TO DO: Check the entries below and say how many lines include the word "EdDSA". No other text is wanted.
EXTRACTED RECORDS Block Start
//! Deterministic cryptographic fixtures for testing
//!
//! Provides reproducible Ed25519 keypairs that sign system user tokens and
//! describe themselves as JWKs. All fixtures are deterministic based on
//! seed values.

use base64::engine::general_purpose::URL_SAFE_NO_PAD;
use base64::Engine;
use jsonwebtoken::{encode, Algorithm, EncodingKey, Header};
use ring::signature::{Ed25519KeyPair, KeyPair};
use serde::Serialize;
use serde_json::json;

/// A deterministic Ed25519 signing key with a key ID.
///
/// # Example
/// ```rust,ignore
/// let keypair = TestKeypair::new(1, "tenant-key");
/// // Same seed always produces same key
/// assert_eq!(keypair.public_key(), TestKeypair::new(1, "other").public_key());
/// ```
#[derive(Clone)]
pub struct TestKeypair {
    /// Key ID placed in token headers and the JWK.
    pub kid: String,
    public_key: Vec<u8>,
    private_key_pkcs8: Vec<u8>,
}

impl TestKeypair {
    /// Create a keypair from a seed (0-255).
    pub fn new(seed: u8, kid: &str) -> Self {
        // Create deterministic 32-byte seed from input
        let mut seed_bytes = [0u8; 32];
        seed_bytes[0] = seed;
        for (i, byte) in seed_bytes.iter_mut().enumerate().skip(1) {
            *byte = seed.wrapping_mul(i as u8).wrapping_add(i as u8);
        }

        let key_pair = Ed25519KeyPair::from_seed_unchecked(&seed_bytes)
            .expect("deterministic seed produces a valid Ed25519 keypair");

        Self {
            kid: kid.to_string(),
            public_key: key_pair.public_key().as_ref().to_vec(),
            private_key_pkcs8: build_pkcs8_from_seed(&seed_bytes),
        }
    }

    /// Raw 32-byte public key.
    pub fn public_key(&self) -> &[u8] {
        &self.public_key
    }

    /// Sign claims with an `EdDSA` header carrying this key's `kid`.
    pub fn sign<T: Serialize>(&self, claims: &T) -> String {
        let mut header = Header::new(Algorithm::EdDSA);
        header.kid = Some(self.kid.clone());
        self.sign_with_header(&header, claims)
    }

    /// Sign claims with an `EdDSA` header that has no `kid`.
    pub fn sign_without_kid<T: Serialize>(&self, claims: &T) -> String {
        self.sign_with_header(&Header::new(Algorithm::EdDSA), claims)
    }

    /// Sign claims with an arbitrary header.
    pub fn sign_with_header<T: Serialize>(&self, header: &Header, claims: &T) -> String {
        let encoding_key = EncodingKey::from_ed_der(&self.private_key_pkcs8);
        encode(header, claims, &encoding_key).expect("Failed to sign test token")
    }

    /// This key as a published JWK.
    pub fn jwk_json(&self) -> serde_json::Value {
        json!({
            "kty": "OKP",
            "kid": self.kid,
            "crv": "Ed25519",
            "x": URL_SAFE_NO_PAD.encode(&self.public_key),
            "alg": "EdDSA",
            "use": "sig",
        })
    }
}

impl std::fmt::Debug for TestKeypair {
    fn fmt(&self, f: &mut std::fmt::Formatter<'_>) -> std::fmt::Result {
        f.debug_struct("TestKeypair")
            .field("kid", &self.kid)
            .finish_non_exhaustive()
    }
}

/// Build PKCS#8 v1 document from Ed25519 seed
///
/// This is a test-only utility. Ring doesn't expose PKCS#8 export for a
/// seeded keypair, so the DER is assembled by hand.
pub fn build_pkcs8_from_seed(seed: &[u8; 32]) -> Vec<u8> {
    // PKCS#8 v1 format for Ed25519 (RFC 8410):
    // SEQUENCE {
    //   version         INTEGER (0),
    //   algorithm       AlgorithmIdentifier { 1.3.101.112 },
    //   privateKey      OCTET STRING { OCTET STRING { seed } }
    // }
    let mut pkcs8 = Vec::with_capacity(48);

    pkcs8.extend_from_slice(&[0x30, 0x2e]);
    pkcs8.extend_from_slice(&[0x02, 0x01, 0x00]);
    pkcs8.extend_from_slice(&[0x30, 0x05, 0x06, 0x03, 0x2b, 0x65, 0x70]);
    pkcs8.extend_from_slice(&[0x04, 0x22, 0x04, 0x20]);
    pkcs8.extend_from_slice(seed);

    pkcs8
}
EXTRACTED RECORDS Block End
TASK ANSWER: 5